Analysis Estimates Up To 2 Million Uninsured People Could Require COVID-19 Hospitalization

A new KFF analysis estimates that between 670,000 and 2 million uninsured people around the country eventually could be hospitalized with COVID-19, the respiratory disease caused by the novel coronavirus. Reimbursing hospitals for those treatments could cost between $13.9 billion and $41.8 billion.

The Trump administration has indicated that it plans to reimburse hospitals for the care of uninsured COVID-19 patients through the $100 billion fund authorized by Congress for hospitals and other health care entities as part of the Coronavirus Aid, Relief and Economic Security (CARES) Act. Reimbursing hospitals for these costs would consume as little as 14% to more than 40% of the special fund, according to the KFF analysis. There is a wide range of uncertainty surrounding the estimates, driven by uncertainty around what share of the population will ultimately become infected.

“Covering COVID-19 hospital costs for patients who are uninsured would give them peace of mind that their inpatient costs will be covered,” KFF President and CEO Drew Altman said. “While the details are spotty, uninsured patients could still be on the hook if they test negative for coronavirus and if they receive care outside hospitals.”

The estimates are based on existing data and information about the coronavirus’s anticipated spread, how often it leads to hospitalization, the number of uninsured people, and Medicare payment rates for respiratory infections and inflammations and respiratory illnesses requiring ventilator support.

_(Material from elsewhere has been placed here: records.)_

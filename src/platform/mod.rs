//! Platform abstraction layer
//!
//! Input arrives from outside the crate (window key events, touch buttons,
//! replay files). Everything is folded into a [`TickInput`] that the session
//! polls once per simulation step.

use crate::sim::tick::TickInput;

/// Anything that can answer "what is held right now"
pub trait InputSource {
    fn poll(&mut self) -> TickInput;
}

/// A fixed input, held forever
impl InputSource for TickInput {
    fn poll(&mut self) -> TickInput {
        *self
    }
}

/// Physical keys the game listens to
#[derive(Debug, Clone, Copy, PartialEq, Eq)]
pub enum Key {
    ArrowLeft,
    ArrowRight,
    ArrowUp,
    Space,
    KeyA,
    KeyD,
}

impl Key {
    /// Map a DOM-style `KeyboardEvent.code` string
    pub fn from_code(code: &str) -> Option<Self> {
        match code {
            "ArrowLeft" => Some(Key::ArrowLeft),
            "ArrowRight" => Some(Key::ArrowRight),
            "ArrowUp" => Some(Key::ArrowUp),
            "Space" => Some(Key::Space),
            "KeyA" => Some(Key::KeyA),
            "KeyD" => Some(Key::KeyD),
            _ => None,
        }
    }

    fn index(self) -> usize {
        self as usize
    }
}

/// Held-key tracker fed by key-down/up events
#[derive(Debug, Clone, Default)]
pub struct KeyboardInput {
    held: [bool; 6],
}

impl KeyboardInput {
    pub fn new() -> Self {
        Self::default()
    }

    pub fn key_down(&mut self, key: Key) {
        self.held[key.index()] = true;
    }

    pub fn key_up(&mut self, key: Key) {
        self.held[key.index()] = false;
    }

    /// Handle a raw event code; unknown codes are ignored
    pub fn handle_code(&mut self, code: &str, pressed: bool) {
        if let Some(key) = Key::from_code(code) {
            if pressed {
                self.key_down(key);
            } else {
                self.key_up(key);
            }
        }
    }

    /// Release everything (focus loss)
    pub fn clear(&mut self) {
        self.held = [false; 6];
    }

    fn is_held(&self, key: Key) -> bool {
        self.held[key.index()]
    }

    /// Current logical state
    pub fn state(&self) -> TickInput {
        TickInput {
            left: self.is_held(Key::ArrowLeft) || self.is_held(Key::KeyA),
            right: self.is_held(Key::ArrowRight) || self.is_held(Key::KeyD),
            jump: self.is_held(Key::ArrowUp) || self.is_held(Key::Space),
        }
    }
}

impl InputSource for KeyboardInput {
    fn poll(&mut self) -> TickInput {
        self.state()
    }
}

/// Replays a script of `(start_step, input)` entries.
///
/// Each entry holds from its start step until the next entry begins. Steps
/// before the first entry, and steps after the script is exhausted with
/// `hold_last == false`, read as no input.
#[derive(Debug, Clone, Default)]
pub struct ScriptedInput {
    script: Vec<(u64, TickInput)>,
    step: u64,
    hold_last: bool,
}

impl ScriptedInput {
    /// Entries are sorted by start step
    pub fn new(mut script: Vec<(u64, TickInput)>) -> Self {
        script.sort_by_key(|(start, _)| *start);
        Self {
            script,
            step: 0,
            hold_last: true,
        }
    }

    /// Release all input once the last entry's step has passed
    pub fn release_at_end(mut self) -> Self {
        self.hold_last = false;
        self
    }

    /// Steps polled so far
    pub fn steps(&self) -> u64 {
        self.step
    }

    fn current(&self) -> TickInput {
        let idx = self.script.partition_point(|(start, _)| *start <= self.step);
        if idx == 0 {
            return TickInput::default();
        }
        if !self.hold_last && idx == self.script.len() && self.script[idx - 1].0 < self.step {
            return TickInput::default();
        }
        self.script[idx - 1].1
    }
}

impl InputSource for ScriptedInput {
    fn poll(&mut self) -> TickInput {
        let input = self.current();
        self.step += 1;
        input
    }
}
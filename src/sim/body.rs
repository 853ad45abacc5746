//! Kinematic body shared by every moving entity
//!
//! Position is the top-left corner, y grows downward.

use glam::Vec2;
use serde::{Deserialize, Serialize};

use super::collision::Aabb;
use crate::tuning::PlayerTuning;

/// Position, velocity and a fixed-size box
#[derive(Debug, Clone, Copy, PartialEq, Serialize, Deserialize)]
pub struct Body {
    pub pos: Vec2,
    pub vel: Vec2,
    pub size: Vec2,
}

impl Body {
    pub fn new(x: f32, y: f32, width: f32, height: f32) -> Self {
        debug_assert!(width >= 0.0 && height >= 0.0, "negative body size");
        Self {
            pos: Vec2::new(x, y),
            vel: Vec2::ZERO,
            size: Vec2::new(width, height),
        }
    }

    #[inline]
    pub fn aabb(&self) -> Aabb {
        Aabb::new(self.pos, self.size)
    }

    #[inline]
    pub fn bottom(&self) -> f32 {
        self.pos.y + self.size.y
    }

    #[inline]
    pub fn center_x(&self) -> f32 {
        self.pos.x + self.size.x / 2.0
    }

    /// `vel.y += gravity * dt`
    pub fn apply_gravity(&mut self, gravity: f32, dt: f32) {
        debug_assert!(dt.is_finite() && dt > 0.0, "invalid dt {dt}");
        self.vel.y += gravity * dt;
    }

    /// `pos += vel * dt`
    pub fn integrate(&mut self, dt: f32) {
        debug_assert!(dt.is_finite() && dt > 0.0, "invalid dt {dt}");
        self.pos += self.vel * dt;
    }

    /// Vertical-only integration (entities whose x is driven elsewhere)
    pub fn integrate_y(&mut self, dt: f32) {
        debug_assert!(dt.is_finite() && dt > 0.0, "invalid dt {dt}");
        self.pos.y += self.vel.y * dt;
    }

    /// Change height while keeping the bottom edge in place
    pub fn set_height_keep_bottom(&mut self, height: f32) {
        debug_assert!(height >= 0.0, "negative height");
        let bottom = self.bottom();
        self.size.y = height;
        self.pos.y = bottom - height;
    }

    pub fn is_finite(&self) -> bool {
        self.pos.is_finite() && self.vel.is_finite() && self.size.is_finite()
    }
}

/// Commanded horizontal direction
#[derive(Debug, Clone, Copy, PartialEq, Eq, Default, Serialize, Deserialize)]
pub enum Steer {
    Left,
    Right,
    #[default]
    None,
}

/// Advance horizontal velocity one step toward the commanded direction.
///
/// Holding a direction accelerates (with double-friction braking when the
/// current velocity points the other way); releasing decays toward zero and
/// snaps to exactly zero under `stop_epsilon`. The result is clamped to
/// `max_speed`.
pub fn steer(vel_x: f32, steer: Steer, tuning: &PlayerTuning, dt: f32) -> f32 {
    debug_assert!(dt.is_finite() && dt > 0.0, "invalid dt {dt}");
    let mut vel_x = vel_x;
    match steer {
        Steer::Left => {
            if vel_x > 0.0 {
                vel_x -= tuning.friction * 2.0 * dt;
            }
            vel_x -= tuning.acceleration * dt;
        }
        Steer::Right => {
            if vel_x < 0.0 {
                vel_x += tuning.friction * 2.0 * dt;
            }
            vel_x += tuning.acceleration * dt;
        }
        Steer::None => {
            if vel_x.abs() > tuning.stop_epsilon {
                vel_x -= vel_x.signum() * tuning.friction * dt;
            } else {
                vel_x = 0.0;
            }
        }
    }
    vel_x.clamp(-tuning.max_speed, tuning.max_speed)
}

#[cfg(test)]
mod tests {
    use super::*;
    use crate::consts::SIM_DT;

    #[test]
    fn test_gravity_then_integrate() {
        let mut body = Body::new(0.0, 0.0, 10.0, 10.0);
        body.vel.x = 60.0;
        body.apply_gravity(1500.0, SIM_DT);
        body.integrate(SIM_DT);
        assert!((body.vel.y - 25.0).abs() < 1e-4);
        assert!((body.pos.x - 1.0).abs() < 1e-4);
        assert!((body.pos.y - 25.0 / 60.0).abs() < 1e-4);
    }

    #[test]
    fn test_steer_clamps_to_max_speed() {
        let tuning = PlayerTuning::default();
        let mut vel = 0.0;
        for _ in 0..120 {
            vel = steer(vel, Steer::Right, &tuning, SIM_DT);
        }
        assert_eq!(vel, tuning.max_speed);
    }

    #[test]
    fn test_quick_turn_brakes_harder() {
        let tuning = PlayerTuning::default();
        let plain = steer(100.0, Steer::None, &tuning, SIM_DT);
        let turn = steer(100.0, Steer::Left, &tuning, SIM_DT);
        // friction 10 vs 2*friction + acceleration = 33.3
        assert!((100.0 - plain - 10.0).abs() < 1e-3);
        assert!((100.0 - turn - 2000.0 / 60.0).abs() < 1e-3);
    }

    #[test]
    fn test_friction_snaps_to_zero() {
        let tuning = PlayerTuning::default();
        assert_eq!(steer(9.0, Steer::None, &tuning, SIM_DT), 0.0);
        assert_eq!(steer(-9.0, Steer::None, &tuning, SIM_DT), 0.0);
        let mut vel = 200.0;
        for _ in 0..60 {
            vel = steer(vel, Steer::None, &tuning, SIM_DT);
        }
        assert_eq!(vel, 0.0);
    }

    #[test]
    fn test_set_height_keeps_bottom() {
        let mut body = Body::new(0.0, 345.0, 40.0, 55.0);
        body.set_height_keep_bottom(32.0);
        assert_eq!(body.bottom(), 400.0);
        assert_eq!(body.pos.y, 368.0);
    }
}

The analysis highlights outstanding questions about how the federal government will help offset the bills that uninsured patients could receive, including whether the federal government reimburses physicians who treat uninsured COVID-19 patients in hospitals, and treatment for patients with conditions that resemble COVID-19 who ultimately test negative for coronavirus. The policy also would not protect privately insured patients from cost-sharing and balance billing from hospitals and providers.